Their bill would instead require pharmacists to "make a professional determination" that there is a "legitimate medical and pharmaceutical need" for the cold medicine before allowing the sale, according to the text of the measure.

A similar law in Arkansas has proven effective, they say.

"We know we have a meth problem in Indiana," Merritt said. "But that doesn't mean that we should punish everyone who needs to purchase cold medicine for themselves or their family by requiring a prescription. Parents don't want to, and often cannot, go to the doctor and get a prescription for something like Sudafed every time their child is sick."

Indiana restricts how much pseudoephedrine-containing medicine one person can buy and tracks sales through a database. But Head says the he state still remains a meth-making juggernaut when compared with other states.

"Meth labs are one area that we don't want to lead in," said Head. "Something absolutely has to be done about it."

One of the problems with the state's current approach is that meth makers can circumvent quantity restrictions by enlisting friends or by paying people to purchase medicine that contains pseudoephedrine.

Pharmacists are "the natural bottleneck for stopping the sale of pseudoephedrine" to meth cooks, Head said. "We can attack the meth lab problem without making you go to your doctor."

Those who advocate for requiring a doctor's prescription to buy pseudoephedrine have raised doubts about the effectiveness of proposals like the one the senators proposed — a concern Head acknowledged.

"I wish we had a perfect solution, but we want to stop Sudafed from getting to … meth cooks while allowing legitimate users to have the most freedom possible, and that's the balance that we're trying to strike here," he said.

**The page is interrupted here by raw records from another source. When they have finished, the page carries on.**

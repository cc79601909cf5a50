use std::sync::Arc;

use async_trait::async_trait;
use futures::future::BoxFuture;
use tokio::sync::Semaphore;
use tokio::task::JoinSet;

use crate::{TransferError, TransferResult};

/// One unit of part-level work handed to a [`WorkerPool`]
pub type PoolTask<T> = BoxFuture<'static, TransferResult<T>>;

/// Runs part-level tasks with bounded concurrency.
///
/// `run_all` returns one result per submitted task, in completion order. It
/// does not return before every task has finished; a failing task never
/// cancels its siblings.
#[async_trait]
pub trait WorkerPool: Send + Sync {
    async fn run_all<T>(&self, tasks: Vec<PoolTask<T>>) -> Vec<TransferResult<T>>
    where
        T: Send + 'static;

    /// Upper bound on tasks running at once
    fn max_concurrency(&self) -> usize;
}

/// Pool backed by Tokio tasks, gated by a fair semaphore.
///
/// The permits are shared by every `run_all` call on the same pool, so a
/// manager running several transfers at once still keeps at most
/// `max_concurrency` part operations in flight.
#[derive(Clone)]
pub struct TokioPool {
    permits: Arc<Semaphore>,
    max_concurrency: usize,
}

impl TokioPool {
    pub fn new(max_concurrency: usize) -> Self {
        Self {
            permits: Arc::new(Semaphore::new(max_concurrency)),
            max_concurrency,
        }
    }

    /// Permits not currently held by a running task
    pub fn available_permits(&self) -> usize {
        self.permits.available_permits()
    }
}

#[async_trait]
impl WorkerPool for TokioPool {
    async fn run_all<T>(&self, tasks: Vec<PoolTask<T>>) -> Vec<TransferResult<T>>
    where
        T: Send + 'static,
    {
        let mut set = JoinSet::new();
        let total = tasks.len();

        for task in tasks {
            let permits = self.permits.clone();
            set.spawn(async move {
                let _permit = permits
                    .acquire_owned()
                    .await
                    .map_err(|_| TransferError::worker("worker pool closed"))?;
                task.await
            });
        }

        let mut results = Vec::with_capacity(total);
        while let Some(joined) = set.join_next().await {
            results.push(joined.unwrap_or_else(|e| Err(TransferError::worker(e.to_string()))));
        }
        results
    }

    fn max_concurrency(&self) -> usize {
        self.max_concurrency
    }
}

/// Runs tasks one after another on the calling task, in submission order.
#[derive(Debug, Clone, Copy, Default)]
pub struct InlinePool;

#[async_trait]
impl WorkerPool for InlinePool {
    async fn run_all<T>(&self, tasks: Vec<PoolTask<T>>) -> Vec<TransferResult<T>>
    where
        T: Send + 'static,
    {
        let mut results = Vec::with_capacity(tasks.len());
        for task in tasks {
            results.push(task.await);
        }
        results
    }

    fn max_concurrency(&self) -> usize {
        1
    }
}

A pharmaceutical industry trade group is opposed to both proposals that seek to curtail drug sales. The Consumer Healthcare Products Association says lawmakers should instead try to block known "meth offenders" from buying the drug.

"Rather than further burdening law-abiding cold and allergy suffering Hoosiers with a law that will have no impact on the meth scourge, policymakers should instead focus laws on the very criminals responsible for meth production," the group said in a statement.